» What to produce:
Please copy every line with the string "input" from the entries below.

» Entries provided:
//! Message analysis and MIME handling
//!
//! Parses RFC822 messages using `mailparse`, extracts all headers with
//! duplicates preserved, and walks the MIME part tree to compute body length
//! and attachment statistics. Analysis fails only on structurally
//! undecodable input; individual part decode failures are isolated.

use std::collections::HashMap;

use mailparse::{DispositionType, MailHeader, MailHeaderMap, ParsedMail};

use crate::errors::{AppError, AppResult};

/// Sentinel stored when a message carries no Message-ID header
pub const NO_MESSAGE_ID: &str = "<no-message-id>";

/// Analyzed message representation
///
/// Derived once per raw message blob and never mutated afterwards. Holds the
/// metadata and statistics destined for one output record.
#[derive(Debug, Clone, PartialEq, Eq)]
pub struct AnalyzedMessage {
    /// Message-ID header value, or [`NO_MESSAGE_ID`] if absent
    pub message_id: String,
    /// All headers in first-occurrence order, duplicates preserved per name
    ///
    /// Names are grouped case-insensitively and displayed under the spelling
    /// of their first occurrence; repeated trace headers such as `Received`
    /// keep their original order within the group.
    pub headers: Vec<(String, Vec<String>)>,
    /// Total decoded bytes of plain-text and HTML parts
    pub body_length: u64,
    /// Number of parts classified as attachments
    pub attachment_count: u32,
    /// Total decoded bytes of attachment payloads
    pub attachment_total_size: u64,
}

/// Analyze a raw RFC822 message
///
/// Extracts headers and computes body/attachment statistics by walking the
/// full MIME part tree. Single-part messages are treated as one part of
/// their declared type.
///
/// # Errors
///
/// - `Parse` if `mailparse` cannot decode the message structure. A failure
///   in an individual part's payload decoding is logged and that part
///   contributes 0 bytes instead.
pub fn analyze(raw: &[u8]) -> AppResult<AnalyzedMessage> {
    let parsed = mailparse::parse_mail(raw)
        .map_err(|e| AppError::Parse(format!("failed to parse RFC822 message: {e}")))?;

    let message_id = parsed
        .headers
        .get_first_value("Message-ID")
        .unwrap_or_else(|| NO_MESSAGE_ID.to_owned());
    let headers = collect_headers(&parsed.headers);

    let mut tally = PartTally::default();
    walk_parts(&parsed, &mut tally);

    Ok(AnalyzedMessage {
        message_id,
        headers,
        body_length: tally.body_length,
        attachment_count: tally.attachment_count,
        attachment_total_size: tally.attachment_total_size,
    })
}

/// Running totals over the MIME part tree
#[derive(Debug, Default)]
struct PartTally {
    body_length: u64,
    attachment_count: u32,
    attachment_total_size: u64,
}

/// Group header occurrences by name, preserving order and duplicates
///
/// Grouping is case-insensitive; the first-seen spelling of each name is the
/// one recorded. `mailparse` decodes encoded-word values, falling back to
/// replacement characters on undecodable input rather than dropping the
/// header.
fn collect_headers(headers: &[MailHeader<'_>]) -> Vec<(String, Vec<String>)> {
    let mut grouped: Vec<(String, Vec<String>)> = Vec::new();
    let mut slots: HashMap<String, usize> = HashMap::new();
    for header in headers {
        let key = header.get_key();
        let slot = *slots.entry(key.to_ascii_lowercase()).or_insert_with(|| {
            grouped.push((key.clone(), Vec::new()));
            grouped.len() - 1
        });
        grouped[slot].1.push(header.get_value());
    }
    grouped
}

/// Walk the MIME part tree recursively
///
/// Multipart containers contribute nothing directly; every non-container
/// node is inspected for body and attachment accounting.
fn walk_parts(part: &ParsedMail<'_>, tally: &mut PartTally) {
    if !part.ctype.mimetype.to_ascii_lowercase().starts_with("multipart/") {
        inspect_part(part, tally);
    }
    for sub in &part.subparts {
        walk_parts(sub, tally);
    }
}

/// Account one non-container part toward body and attachment totals
///
/// A part is an attachment if any of: its disposition is `attachment`; its
/// disposition is `inline` and it carries a filename; it carries a filename,
/// has no disposition header at all, and is neither plain text nor HTML.
/// Mail clients tag inline images and attachments inconsistently and all
/// three patterns occur in real mailboxes.
fn inspect_part(part: &ParsedMail<'_>, tally: &mut PartTally) {
    let ctype = part.ctype.mimetype.to_ascii_lowercase();
    let is_text = ctype == "text/plain" || ctype == "text/html";

    let disposition = part.get_content_disposition();
    let has_disposition_header = part
        .headers
        .get_first_value("Content-Disposition")
        .is_some();
    let filename = attachment_filename(part, &disposition);

    let is_attachment = if has_disposition_header {
        disposition.disposition == DispositionType::Attachment
            || (disposition.disposition == DispositionType::Inline && filename.is_some())
    } else {
        filename.is_some() && !is_text
    };

    let payload_len = match part.get_body_raw() {
        Ok(bytes) => Some(bytes.len() as u64),
        Err(err) => {
            tracing::warn!(content_type = %ctype, %err, "undecodable part payload, sized as 0");
            None
        }
    };

    if is_text && let Some(len) = payload_len {
        tally.body_length += len;
    }
    if is_attachment {
        tally.attachment_count += 1;
        if let Some(len) = payload_len {
            tally.attachment_total_size += len;
        }
    }
}

/// Extract attachment filename from part
///
/// Checks the Content-Disposition `filename` parameter first, falls back to
/// the Content-Type `name` parameter.
fn attachment_filename(
    part: &ParsedMail<'_>,
    disposition: &mailparse::ParsedContentDisposition,
) -> Option<String> {
    disposition
        .params
        .get("filename")
        .cloned()
        .or_else(|| part.ctype.params.get("name").cloned())
}

#[cfg(test)]
mod tests {
    use super::{NO_MESSAGE_ID, analyze};

    /// Multipart fixture: 5-byte text body plus a 1000-byte image that only
    /// a filename (no disposition header) marks as an attachment
    fn multipart_fixture() -> Vec<u8> {
        let image_b64 = "QUFB".repeat(333) + "QQ==";
        format!(
            "From: sender@example.com\r\n\
             Message-ID: <m1@example.com>\r\n\
             MIME-Version: 1.0\r\n\
             Content-Type: multipart/mixed; boundary=\"sep\"\r\n\
             \r\n\
             --sep\r\n\
             Content-Type: text/plain\r\n\
             Content-Transfer-Encoding: base64\r\n\
             \r\n\
             aGVsbG8=\r\n\
             --sep\r\n\
             Content-Type: image/png; name=\"chart.png\"\r\n\
             Content-Transfer-Encoding: base64\r\n\
             \r\n\
             {image_b64}\r\n\
             --sep--\r\n"
        )
        .into_bytes()
    }

    #[test]
    fn analyzes_single_part_plain_text() {
        let raw = b"From: sender@example.com\r\nSubject: Hi\r\n\r\nHello there";
        let analyzed = analyze(raw).expect("analysis succeeds");
        assert_eq!(analyzed.message_id, NO_MESSAGE_ID);
        assert_eq!(analyzed.body_length, 11);
        assert_eq!(analyzed.attachment_count, 0);
        assert_eq!(analyzed.attachment_total_size, 0);
    }

    #[test]
    fn multipart_splits_body_and_attachment_statistics() {
        let analyzed = analyze(&multipart_fixture()).expect("analysis succeeds");
        assert_eq!(analyzed.message_id, "<m1@example.com>");
        assert_eq!(analyzed.body_length, 5);
        assert_eq!(analyzed.attachment_count, 1);
        assert_eq!(analyzed.attachment_total_size, 1000);
    }

    #[test]
    fn attachment_disposition_without_filename_still_counts() {
        let raw = b"Content-Type: multipart/mixed; boundary=\"b\"\r\n\r\n\
            --b\r\n\
            Content-Type: application/octet-stream\r\n\
            Content-Disposition: attachment\r\n\
            Content-Transfer-Encoding: base64\r\n\
            \r\n\
            aGVsbG8=\r\n\
            --b--\r\n";
        let analyzed = analyze(raw).expect("analysis succeeds");
        assert_eq!(analyzed.attachment_count, 1);
        assert_eq!(analyzed.attachment_total_size, 5);
    }

    #[test]
    fn plain_text_without_filename_or_disposition_never_counts() {
        let raw = b"Content-Type: multipart/mixed; boundary=\"b\"\r\n\r\n\
            --b\r\n\
            Content-Type: text/plain\r\n\
            Content-Transfer-Encoding: base64\r\n\
            \r\n\
            aGVsbG8=\r\n\
            --b--\r\n";
        let analyzed = analyze(raw).expect("analysis succeeds");
        assert_eq!(analyzed.attachment_count, 0);
        assert_eq!(analyzed.body_length, 5);
    }

    #[test]
    fn inline_disposition_counts_only_with_filename() {
        let with_filename = b"Content-Type: multipart/mixed; boundary=\"b\"\r\n\r\n\
            --b\r\n\
            Content-Type: image/png\r\n\
            Content-Disposition: inline; filename=\"logo.png\"\r\n\
            Content-Transfer-Encoding: base64\r\n\
            \r\n\
            aGVsbG8=\r\n\
            --b--\r\n";
        let analyzed = analyze(with_filename).expect("analysis succeeds");
        assert_eq!(analyzed.attachment_count, 1);

        let without_filename = b"Content-Type: multipart/mixed; boundary=\"b\"\r\n\r\n\
            --b\r\n\
            Content-Type: image/png\r\n\
            Content-Disposition: inline\r\n\
            Content-Transfer-Encoding: base64\r\n\
            \r\n\
            aGVsbG8=\r\n\
            --b--\r\n";
        let analyzed = analyze(without_filename).expect("analysis succeeds");
        assert_eq!(analyzed.attachment_count, 0);
    }

    #[test]
    fn repeated_headers_keep_occurrence_order() {
        let raw = b"Received: from relay-b\r\n\
            From: sender@example.com\r\n\
            Received: from relay-a\r\n\
            \r\n\
            body";
        let analyzed = analyze(raw).expect("analysis succeeds");
        let received = analyzed
            .headers
            .iter()
            .find(|(name, _)| name == "Received")
            .map(|(_, values)| values.clone())
            .expect("Received group present");
        assert_eq!(received, vec!["from relay-b", "from relay-a"]);
        assert_eq!(analyzed.headers[0].0, "Received");
        assert_eq!(analyzed.headers[1].0, "From");
    }
}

» Solution to the exercise:
//! undecodable input; individual part decode failures are isolated.
/// replacement characters on undecodable input rather than dropping the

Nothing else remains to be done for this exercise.